### Task to complete
Set down all of the records word for word.

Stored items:
------------------------------------------------------------

use std::fs;
use std::io::{ErrorKind, Write};
use std::path::{Path, PathBuf};

use sha2::{Digest, Sha256};

use crate::models::error::RecorderError;
use crate::models::recording::RecordingId;
use crate::traits::encryptor::BlobEncryptor;

/// Blob payload files of one database, with optional encryption at rest.
///
/// ## File Format
///
/// **Plaintext (no encryptor):** the blob bytes as-is.
///
/// **Encrypted (with encryptor):**
/// ```text
/// [sealed box: 12-byte nonce | ciphertext | 16-byte tag]
/// ```
pub struct BlobFiles {
    directory: PathBuf,
    encryptor: Option<Box<dyn BlobEncryptor>>,
}

impl BlobFiles {
    pub fn new(directory: PathBuf, encryptor: Option<Box<dyn BlobEncryptor>>) -> Self {
        Self { directory, encryptor }
    }

    pub fn directory(&self) -> &Path {
        &self.directory
    }

    pub fn is_encrypted(&self) -> bool {
        self.encryptor.is_some()
    }

    pub fn path_for(&self, id: RecordingId) -> PathBuf {
        self.directory.join(format!("{}.blob", id.0))
    }

    /// Write the payload for `id`, sealing it first when encrypting.
    pub fn write(&self, id: RecordingId, data: &[u8]) -> Result<(), RecorderError> {
        let payload = match &self.encryptor {
            Some(encryptor) => encryptor
                .encrypt(data)
                .map_err(|e| {
                    RecorderError::EncryptionFailed(format!("blob encryption failed: {}", e))
                })?,
            None => data.to_vec(),
        };

        let path = self.path_for(id);
        let mut file = fs::File::create(&path)
            .map_err(|e| {
                RecorderError::StoreTransactionFailed(format!("failed to create blob file: {}", e))
            })?;
        file.write_all(&payload)
            .and_then(|_| file.sync_all())
            .map_err(|e| {
                RecorderError::StoreTransactionFailed(format!("failed to write blob: {}", e))
            })?;
        Ok(())
    }

    /// Read and, when encrypting, open the payload for `id`.
    pub fn read(&self, id: RecordingId) -> Result<Vec<u8>, RecorderError> {
        let payload = fs::read(self.path_for(id))
            .map_err(|e| {
                RecorderError::StoreTransactionFailed(format!("failed to read blob {}: {}", id, e))
            })?;

        match &self.encryptor {
            Some(encryptor) => encryptor
                .decrypt(&payload)
                .map_err(|e| {
                    RecorderError::EncryptionFailed(format!("blob {} decryption failed: {}", id, e))
                }),
            None => Ok(payload),
        }
    }

    /// Remove the payload for `id`. A missing file is not an error.
    pub fn remove(&self, id: RecordingId) -> Result<(), RecorderError> {
        match fs::remove_file(self.path_for(id)) {
            Ok(()) => Ok(()),
            Err(e) if e.kind() == ErrorKind::NotFound => Ok(()),
            Err(e) => Err(RecorderError::StoreTransactionFailed(format!(
                "failed to remove blob {}: {}",
                id, e
            ))),
        }
    }
}

/// SHA-256 hex digest of `data`.
pub fn sha256_hex(data: &[u8]) -> String {
    let digest = Sha256::digest(data);
    hex_encode(&digest)
}

fn hex_encode(bytes: &[u8]) -> String {
    bytes.iter().map(|b| format!("{:02x}", b)).collect()
}

#[cfg(test)]
mod tests {
    use super::*;

    struct XorEncryptor;

    impl BlobEncryptor for XorEncryptor {
        fn encrypt(&self, data: &[u8]) -> Result<Vec<u8>, String> {
            // Simple test encryptor: 12 fake nonce bytes + xored data + 16 fake tag bytes
            let mut sealed = vec![0xAA; 12];
            sealed.extend(data.iter().map(|b| b ^ 0x5A));
            sealed.extend_from_slice(&[0xBB; 16]);
            Ok(sealed)
        }

        fn decrypt(&self, sealed: &[u8]) -> Result<Vec<u8>, String> {
            if sealed.len() < 28 {
                return Err("sealed blob too short".into());
            }
            Ok(sealed[12..sealed.len() - 16].iter().map(|b| b ^ 0x5A).collect())
        }

        fn algorithm(&self) -> &str {
            "TEST-XOR"
        }

        fn clone_box(&self) -> Box<dyn BlobEncryptor> {
            Box::new(XorEncryptor)
        }
    }

    #[test]
    fn plain_round_trip() {
        let dir = tempfile::tempdir().unwrap();
        let files = BlobFiles::new(dir.path().to_path_buf(), None);

        files.write(RecordingId(1), b"hello").unwrap();
        assert_eq!(fs::read(files.path_for(RecordingId(1))).unwrap(), b"hello");
        assert_eq!(files.read(RecordingId(1)).unwrap(), b"hello");
    }

    #[test]
    fn encrypted_file_is_sealed() {
        let dir = tempfile::tempdir().unwrap();
        let files = BlobFiles::new(dir.path().to_path_buf(), Some(Box::new(XorEncryptor)));

        files.write(RecordingId(3), &[1, 2, 3, 4]).unwrap();
        let on_disk = fs::read(files.path_for(RecordingId(3))).unwrap();
        assert_eq!(on_disk.len(), 12 + 4 + 16);
        assert_ne!(&on_disk[12..16], &[1, 2, 3, 4]);

        assert_eq!(files.read(RecordingId(3)).unwrap(), vec![1, 2, 3, 4]);
    }

    #[test]
    fn remove_missing_is_ok() {
        let dir = tempfile::tempdir().unwrap();
        let files = BlobFiles::new(dir.path().to_path_buf(), None);
        assert!(files.remove(RecordingId(42)).is_ok());
    }

    #[test]
    fn sha256_known_vector() {
        assert_eq!(
            sha256_hex(b"abc"),
            "ba7816bf8f01cfea414140de5dae2223b00361a396177a9cb410ff61f20015ad"
        );
    }
}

------------------------------------------------------------

### Solved exercise
use std::fs;
use std::io::{ErrorKind, Write};
use std::path::{Path, PathBuf};

use sha2::{Digest, Sha256};

use crate::models::error::RecorderError;
use crate::models::recording::RecordingId;
use crate::traits::encryptor::BlobEncryptor;

/// Blob payload files of one database, with optional encryption at rest.
///
/// ## File Format
///
/// **Plaintext (no encryptor):** the blob bytes as-is.
///
/// **Encrypted (with encryptor):**
/// ```text
/// [sealed box: 12-byte nonce | ciphertext | 16-byte tag]
/// ```
pub struct BlobFiles {
    directory: PathBuf,
    encryptor: Option<Box<dyn BlobEncryptor>>,
}

impl BlobFiles {
    pub fn new(directory: PathBuf, encryptor: Option<Box<dyn BlobEncryptor>>) -> Self {
        Self { directory, encryptor }
    }

    pub fn directory(&self) -> &Path {
        &self.directory
    }

    pub fn is_encrypted(&self) -> bool {
        self.encryptor.is_some()
    }

    pub fn path_for(&self, id: RecordingId) -> PathBuf {
        self.directory.join(format!("{}.blob", id.0))
    }

    /// Write the payload for `id`, sealing it first when encrypting.
    pub fn write(&self, id: RecordingId, data: &[u8]) -> Result<(), RecorderError> {
        let payload = match &self.encryptor {
            Some(encryptor) => encryptor
                .encrypt(data)
                .map_err(|e| {
                    RecorderError::EncryptionFailed(format!("blob encryption failed: {}", e))
                })?,
            None => data.to_vec(),
        };

        let path = self.path_for(id);
        let mut file = fs::File::create(&path)
            .map_err(|e| {
                RecorderError::StoreTransactionFailed(format!("failed to create blob file: {}", e))
            })?;
        file.write_all(&payload)
            .and_then(|_| file.sync_all())
            .map_err(|e| {
                RecorderError::StoreTransactionFailed(format!("failed to write blob: {}", e))
            })?;
        Ok(())
    }

    /// Read and, when encrypting, open the payload for `id`.
    pub fn read(&self, id: RecordingId) -> Result<Vec<u8>, RecorderError> {
        let payload = fs::read(self.path_for(id))
            .map_err(|e| {
                RecorderError::StoreTransactionFailed(format!("failed to read blob {}: {}", id, e))
            })?;

        match &self.encryptor {
            Some(encryptor) => encryptor
                .decrypt(&payload)
                .map_err(|e| {
                    RecorderError::EncryptionFailed(format!("blob {} decryption failed: {}", id, e))
                }),
            None => Ok(payload),
        }
    }

    /// Remove the payload for `id`. A missing file is not an error.
    pub fn remove(&self, id: RecordingId) -> Result<(), RecorderError> {
        match fs::remove_file(self.path_for(id)) {
            Ok(()) => Ok(()),
            Err(e) if e.kind() == ErrorKind::NotFound => Ok(()),
            Err(e) => Err(RecorderError::StoreTransactionFailed(format!(
                "failed to remove blob {}: {}",
                id, e
            ))),
        }
    }
}

/// SHA-256 hex digest of `data`.
pub fn sha256_hex(data: &[u8]) -> String {
    let digest = Sha256::digest(data);
    hex_encode(&digest)
}

fn hex_encode(bytes: &[u8]) -> String {
    bytes.iter().map(|b| format!("{:02x}", b)).collect()
}

#[cfg(test)]
mod tests {
    use super::*;

    struct XorEncryptor;

    impl BlobEncryptor for XorEncryptor {
        fn encrypt(&self, data: &[u8]) -> Result<Vec<u8>, String> {
            // Simple test encryptor: 12 fake nonce bytes + xored data + 16 fake tag bytes
            let mut sealed = vec![0xAA; 12];
            sealed.extend(data.iter().map(|b| b ^ 0x5A));
            sealed.extend_from_slice(&[0xBB; 16]);
            Ok(sealed)
        }

        fn decrypt(&self, sealed: &[u8]) -> Result<Vec<u8>, String> {
            if sealed.len() < 28 {
                return Err("sealed blob too short".into());
            }
            Ok(sealed[12..sealed.len() - 16].iter().map(|b| b ^ 0x5A).collect())
        }

        fn algorithm(&self) -> &str {
            "TEST-XOR"
        }

        fn clone_box(&self) -> Box<dyn BlobEncryptor> {
            Box::new(XorEncryptor)
        }
    }

    #[test]
    fn plain_round_trip() {
        let dir = tempfile::tempdir().unwrap();
        let files = BlobFiles::new(dir.path().to_path_buf(), None);

        files.write(RecordingId(1), b"hello").unwrap();
        assert_eq!(fs::read(files.path_for(RecordingId(1))).unwrap(), b"hello");
        assert_eq!(files.read(RecordingId(1)).unwrap(), b"hello");
    }

    #[test]
    fn encrypted_file_is_sealed() {
        let dir = tempfile::tempdir().unwrap();
        let files = BlobFiles::new(dir.path().to_path_buf(), Some(Box::new(XorEncryptor)));

        files.write(RecordingId(3), &[1, 2, 3, 4]).unwrap();
        let on_disk = fs::read(files.path_for(RecordingId(3))).unwrap();
        assert_eq!(on_disk.len(), 12 + 4 + 16);
        assert_ne!(&on_disk[12..16], &[1, 2, 3, 4]);

        assert_eq!(files.read(RecordingId(3)).unwrap(), vec![1, 2, 3, 4]);
    }

    #[test]
    fn remove_missing_is_ok() {
        let dir = tempfile::tempdir().unwrap();
        let files = BlobFiles::new(dir.path().to_path_buf(), None);
        assert!(files.remove(RecordingId(42)).is_ok());
    }

    #[test]
    fn sha256_known_vector() {
        assert_eq!(
            sha256_hex(b"abc"),
            "ba7816bf8f01cfea414140de5dae2223b00361a396177a9cb410ff61f20015ad"
        );
    }
}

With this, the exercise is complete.